Feature importance and interpretation of the models
Figure 4 shows the feature importance for each of the top-performing four ML algorithms in Model 2. Using Case 1 as an example, we interpreted the predictions of the four algorithms and provided the probability of sepsis occurrence (Fig. 5). Generally, a probability of less than 20% indicates a low risk; 20%-50% suggests that observation might be appropriate; above 50% requires attention; and over 80% is highly suggestive of sepsis. The probabilities of sepsis predicted by the four algorithms were: Gradient Boosting (47%), Random Forest (50%), Extra Tree (46%), and SVM (64%). The explanations provided by the SHAP method were more comprehensible (Fig. 5).
Fig. 4.
Feature Importance of Four Algorithms in Model 2.
Fig. 5.
Interpretation of Four Algorithms in Model 2. SHAP SHapley Additive exPlanations, LIME Local Interpretable Model-agnostic Explanations. In the SHAP method, f (X) represented the final prediction result, which equaled the baseline value E [f (X)] plus the sum of all variable SHAP values. The SHAP values quantified the quantity and direction of each variable’s influence on predicting the outcome. Blue and red respectively represented decreases or increases in risk, with longer arrows indicating greater effects. The baseline value E [f (X)] was equivalent to the average risk in the dataset. The LIME method provided the overall prediction probability of the model and the prediction weight for each variable. Orange indicated an increase in risk, while blue indicated a decrease in risk.
Discussion
Our study found that modeling with more comprehensive triage information, rather than relying solely on vital signs, can more effectively predict sepsis at triage. The best-performing machine learning algorithm was Gradient Boosting, achieving an AUC of 0.83. The SHAP method enhanced the model’s transparency through improved interpretability.

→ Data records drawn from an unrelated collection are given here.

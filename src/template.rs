//! Template loading and placeholder rendering.
//!
//! Templates are plain HTML documents with `{{name}}` placeholders. Only
//! names present in the substitution mapping are replaced; any other
//! placeholder stays literally in the output. There is no nesting, no
//! conditionals and no loops: composition happens by pre-rendering HTML
//! fragments into strings before substitution.

use anyhow::{Context, Result};
use rustc_hash::FxHashMap;
use std::{fs, path::Path};

/// Name-keyed template contents loaded from a project's templates directory.
pub type Templates = FxHashMap<String, String>;

/// Load every `*.html` template into a name-keyed mapping.
///
/// A missing templates directory yields an empty mapping (the renderer will
/// then skip documents, per the missing-template policy).
pub fn load_templates(dir: &Path) -> Result<Templates> {
    let mut templates = Templates::default();
    if !dir.exists() {
        return Ok(templates);
    }

    for entry in fs::read_dir(dir).with_context(|| format!("Failed to read {}", dir.display()))? {
        let entry = entry?;
        let path = entry.path();
        if path.extension().is_none_or(|ext| ext != "html") {
            continue;
        }
        let Some(name) = path.file_stem().and_then(|s| s.to_str()) else {
            continue;
        };
        let content = fs::read_to_string(&path)
            .with_context(|| format!("Failed to read template {}", path.display()))?;
        templates.insert(name.to_owned(), content);
    }

    Ok(templates)
}

/// Select a template by name, falling back to `post` then `default`.
pub fn select<'a>(templates: &'a Templates, name: &str) -> Option<&'a str> {
    [name, "post", "default"]
        .iter()
        .find_map(|n| templates.get(*n))
        .map(String::as_str)
}

/// Substitute `{{name}}` placeholders for every name present in `vars`.
pub fn render(template: &str, vars: &FxHashMap<&str, String>) -> String {
    let mut out = template.to_owned();
    for (name, value) in vars {
        out = out.replace(&format!("{{{{{name}}}}}"), value);
    }
    out
}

The 2016 sepsis guidelines recommend screening for infections or suspected infections2. However, defining these terms is challenging, as early sepsis symptoms may not align with infection indicators. Our study found no international consensus, with definitions often based on physician experience. We identified suspected infections by symptoms like fever, cough, or visible abscesses. As shown in Table S1, 10% of patients with suspected symptoms and 5.3% without were septic. This suggests that screening based solely on suspected infections may miss cases. Early sepsis signs are often non-specific1,6–8,30, with many cases lacking fever, especially in older or immunocompromised individuals. Approximately one-third of sepsis cases lack fever, presenting instead with symptoms like hypothermia or altered mental status32, and about 20% of septic shock patients show no early infection signs30. Additionally, 20%-40% of suspected infections are non-infectious33,34. Therefore, sepsis screening should encompass all patients, not just those with suspected infections.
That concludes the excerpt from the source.